Blasting drill

  
This arcane device, that looks like a piece of farming equipment, perhaps a remote control for a tractor, from the science-fiction decade of the 60s. Actually it’s contemporary, and this actual piece is in use currently in a part of my neighborhood being developed. It’s used to drill a hole in the ground, into which some dynamite is dropped. Then everyone runs like hell, jumps behind a dump truck in the nick of time, and dirt and rocks spray up into the air for 500 feet in all directions. I actually don’t know what happens, but I do know that this is what they use to drill down, and there is an air horn on top that lets out a pitiful little bleep, which I can sometimes hear from my house, and then muffled [boom]. I think the explosion is under ground, maybe it pulverizes the rock. But who cares. I like machines of all kinds, the more complicated the better.

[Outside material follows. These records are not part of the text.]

//! Line art compiled into the binary, used when no outline can be read from disk.

use crate::foundation::math::Fnv1a64;

/// A named embedded SVG outline.
#[derive(Clone, Copy, Debug, PartialEq, Eq)]
pub struct BuiltinOutline {
    /// Stable identifier.
    pub name: &'static str,
    /// SVG document.
    pub svg: &'static str,
}

const FLOWER: &str = r##"<svg xmlns="http://www.w3.org/2000/svg" width="400" height="400" viewBox="0 0 400 400">
  <g fill="none" stroke="#000" stroke-width="6" stroke-linejoin="round">
    <circle cx="200" cy="150" r="40"/>
    <ellipse cx="200" cy="70" rx="34" ry="42"/>
    <ellipse cx="200" cy="230" rx="34" ry="42"/>
    <ellipse cx="120" cy="150" rx="42" ry="34"/>
    <ellipse cx="280" cy="150" rx="42" ry="34"/>
    <path d="M200 272 L200 380"/>
    <path d="M200 330 C160 300 130 310 120 330 C150 350 180 345 200 330 Z"/>
    <path d="M200 350 C240 320 270 330 280 350 C250 370 220 365 200 350 Z"/>
  </g>
</svg>"##;

const HOUSE: &str = r##"<svg xmlns="http://www.w3.org/2000/svg" width="480" height="400" viewBox="0 0 480 400">
  <g fill="none" stroke="#000" stroke-width="6" stroke-linejoin="round">
    <path d="M60 180 L240 40 L420 180 Z"/>
    <rect x="90" y="180" width="300" height="190"/>
    <rect x="210" y="260" width="60" height="110"/>
    <rect x="120" y="210" width="60" height="60"/>
    <rect x="300" y="210" width="60" height="60"/>
    <path d="M150 210 L150 270 M120 240 L180 240"/>
    <path d="M330 210 L330 270 M300 240 L360 240"/>
    <circle cx="240" cy="130" r="22"/>
  </g>
</svg>"##;

const FISH: &str = r##"<svg xmlns="http://www.w3.org/2000/svg" width="500" height="300" viewBox="0 0 500 300">
  <g fill="none" stroke="#000" stroke-width="6" stroke-linejoin="round">
    <path d="M60 150 C120 50 300 40 370 150 C300 260 120 250 60 150 Z"/>
    <path d="M370 150 L460 80 L440 150 L460 220 Z"/>
    <circle cx="130" cy="130" r="14"/>
    <path d="M200 70 C215 110 215 190 200 230"/>
    <path d="M260 68 C275 110 275 190 260 232"/>
    <path d="M190 60 C220 20 280 20 300 60"/>
  </g>
</svg>"##;

/// Every embedded outline.
pub const BUILTIN_OUTLINES: [BuiltinOutline; 3] = [
    BuiltinOutline {
        name: "builtin/flower",
        svg: FLOWER,
    },
    BuiltinOutline {
        name: "builtin/house",
        svg: HOUSE,
    },
    BuiltinOutline {
        name: "builtin/fish",
        svg: FISH,
    },
];

/// Pick a built-in outline deterministically from `key` (typically the path that failed to load).
pub fn builtin_for(key: &str) -> BuiltinOutline {
    let mut h = Fnv1a64::new_default();
    h.write_bytes(key.as_bytes());
    let idx = (h.finish() % BUILTIN_OUTLINES.len() as u64) as usize;
    BUILTIN_OUTLINES[idx]
}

I made it look retro-black-and-white to play up the fact that it looks like an antique. First I applied an HDR filter in PaintFX, then layered on some lighting effects and a black and white filter in PhotoToaster. It pays off being patient with image editing, even a devoted iPhoneographer might have to use several different apps to get the effects that the picture is asking for.

The engine that could

  

The North Carolina Museum of Transportation is tucked into a remote corner of Asheboro and really deserves more visitors and attention that it gets. If you like trains, this is a major destination. The place is packed with railroad cars and engines in a huge roundhouse with a working turntable to hook them up. My favorite engine was this one, that looked like something worthy of pulling the Hogwarts train, or the Polar Express.

Train wheels

  

Closeup of wheels on one of the engines from the NC Museum of Transportation. I could have spent hours there getting unusual angles on these old railroad engines, and happily so, but alas, the modern world impinged. I caught some good shots though, and will come back to these and do more to play up an old technology so different from what we see today. What happened to this mode of transportation? Now every household has at least one auto per adult, and sometimes more. We take our cars everywhere, think nothing of driving by ourselves when we could easily arrange car-pooling or shared rides or even just saving up errands for all at once. Maybe Uber and other ride-sharing services are the trains of today.